Tracked articles read by access mode.
This reliance on direct access – which is probably linked to the prominence of the BBC – is not something we see in every country. Survey data suggest it can be found in countries like Finland, Norway and Sweden, where most people say that direct access in their main way of arriving at news, but elsewhere, we typically see markets that are either heavily reliant on social media (e.g. Chile, Brazil and Malaysia), search and aggregators (e.g. Japan and South Korea) or a relatively even mix of all three (e.g. the United States, Canada and Australia; Newman et al., 2019).
If we combine the data from Tables 1 and 2 and look at the number of news visits to each outlet by access mode, we see important variation (see Table 3). While direct access is dominated by BBC News (accounting for nearly half of all articles read), the same is not true for Facebook, Twitter, search and Google News access. Here, news use is spread more evenly across outlets, with the BBC accounting for no more than 20%. Indeed, for some modes of distributed access, the BBC is not even the most-used outlet. Both the Guardian and the Telegraph receive more visits through search engines than the BBC, and the Guardian receives more through social media (Facebook and Twitter combined). Also, if Table 3 is read horizontally, it is clear how some outlets, such as ITV News, are particularly dependent on various forms of distributed access, whereas others like The Times – because of its hard paywall – rely on direct access.
Articles read from each outlet by access mode.
Hypotheses
On the basis of previous research, both on news use in the United Kingdom and diversity, we can formulate a number of hypotheses about the relationship between how people access news online news and their news repertoires. Thinking first about diversity, because previous research has shown that algorithmic selection can be a source of incidental exposure and automated serendipity, it seems likely that the more people use distributed access, the more diverse their news repertoires will be. At the same time, because direct access relies on self-selection, and because a large proportion of direct accesses are channelled towards a small number of news outlets, we expect that the more people use direct access, the less diverse their news repertoires will be:
H1a. Direct news access is associated with lower news repertoire diversity.
H1b. Distributed news access is associated with higher news repertoire diversity.

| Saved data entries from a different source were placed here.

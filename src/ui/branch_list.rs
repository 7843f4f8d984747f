//! Rendu de la liste : deux lignes par entrée (libellé, description).

use ratatui::{
    layout::{Position, Rect},
    style::Style,
    text::{Line, Span},
    widgets::Paragraph,
    Frame,
};

use crate::state::{AppState, Entry, ROW_HEIGHT};
use crate::ui::common::style::{
    annotation_style, dim_style, highlight_style, normal_style, selection_bar_style,
};
use crate::ui::common::{display_width, truncate};

/// Largeur du préfixe de sélection ("│ ").
const GUTTER: u16 = 2;

/// Rend la page visible de la liste.
pub fn render(frame: &mut Frame, state: &AppState, area: Rect) {
    let selected = state.list.selected_index();
    let label_width = usize::from(area.width.saturating_sub(GUTTER));

    for (row, (index, entry)) in state.list.page().enumerate() {
        let Ok(row) = u16::try_from(row) else {
            break;
        };
        let y = area.y.saturating_add(row.saturating_mul(ROW_HEIGHT));
        if y >= area.bottom() {
            break;
        }
        let height = (area.bottom() - y).min(ROW_HEIGHT - 1);
        let row_area = Rect::new(area.x, y, area.width, height);
        let is_selected = selected == Some(index);

        let editing_prompt = entry.is_create_prompt() && state.mode.is_editing();
        let label = if editing_prompt {
            render_input_label(frame, state, row_area)
        } else {
            truncate(&state.entry_label(entry), label_width)
        };

        let gutter = if is_selected {
            Span::styled("│ ", selection_bar_style())
        } else {
            Span::raw("  ")
        };
        let label_style = if is_selected {
            highlight_style()
        } else {
            normal_style()
        };

        let lines = vec![
            Line::from(vec![gutter.clone(), Span::styled(label, label_style)]),
            Line::from(vec![
                gutter,
                Span::styled(
                    truncate(entry.description(), label_width),
                    description_style(entry),
                ),
            ]),
        ];
        frame.render_widget(Paragraph::new(lines), row_area);
    }
}

/// Fenêtre visible du champ de saisie ; place le curseur du terminal.
fn render_input_label(frame: &mut Frame, state: &AppState, row_area: Rect) -> String {
    let Some(input) = state.mode.input() else {
        return String::new();
    };
    let width = state
        .viewport
        .input_width
        .min(row_area.width.saturating_sub(GUTTER + 1));
    let (text, cursor) = input.visible_window(usize::from(width));

    let before_cursor: String = text.chars().take(cursor).collect();
    let cursor_x = display_width(&before_cursor).saturating_add(row_area.x + GUTTER);
    if cursor_x < row_area.right() {
        frame.set_cursor_position(Position::new(cursor_x, row_area.y));
    }
    text
}

fn description_style(entry: &Entry) -> Style {
    match entry {
        Entry::CreatePrompt => dim_style(),
        Entry::Branch { annotation, .. } => annotation_style(*annotation),
    }
}
//! Widgets et utilitaires UI réutilisables.

pub mod help_bar;
pub mod style;
pub mod text;

pub use help_bar::{HelpBar, KeyBinding};
pub use text::{display_width, truncate};
//! Handler pour les actions d'édition de texte.

use super::traits::{ActionHandler, HandlerContext};
use crate::error::Result;
use crate::state::action::EditAction;
use crate::state::AppState;

/// Handler pour la saisie du nom de la nouvelle branche.
///
/// Le libellé de l'entrée de création suit la saisie : il est dérivé du champ
/// par `AppState::entry_label`.
pub struct EditHandler;

impl ActionHandler for EditHandler {
    type Action = EditAction;

    fn handle(&mut self, ctx: &mut HandlerContext, action: EditAction) -> Result<()> {
        let Some(input) = ctx.state.mode.input_mut() else {
            return Ok(());
        };

        match action {
            EditAction::InsertChar(c) => input.insert(c),
            EditAction::DeleteCharBefore => input.delete_before(),
            EditAction::DeleteCharAfter => input.delete_after(),
            EditAction::CursorLeft => input.move_left(),
            EditAction::CursorRight => input.move_right(),
            EditAction::CursorHome => input.move_home(),
            EditAction::CursorEnd => input.move_end(),
        }

        // La sélection reste sur l'entrée de création.
        ctx.state.list.select_first();
        Ok(())
    }
}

Because concern over the effects of distributed news use often focuses on politics, we also investigate political diversity specifically. To do this, we group together the use of articles from all relatively right-leaning outlets, all relatively left-leaning outlets, and outlets with no particular slant, and measure the balance of news use across these three groups. If outlets are grouped together in this way, people that, for example, only use a range of different right-leaning outlets, will have repertoires with low political diversity no matter how balanced their news use is across those outlets. Whereas those with news use spread evenly across right-leaning and left-leaning outlets will have repertoires with higher political diversity. Because previous research has found that distributed access is associated with cross-cutting news exposure, we expect that the more people use it the more politically diverse their news repertoires will be:
H2a. Direct news access is associated with lower political news repertoire diversity.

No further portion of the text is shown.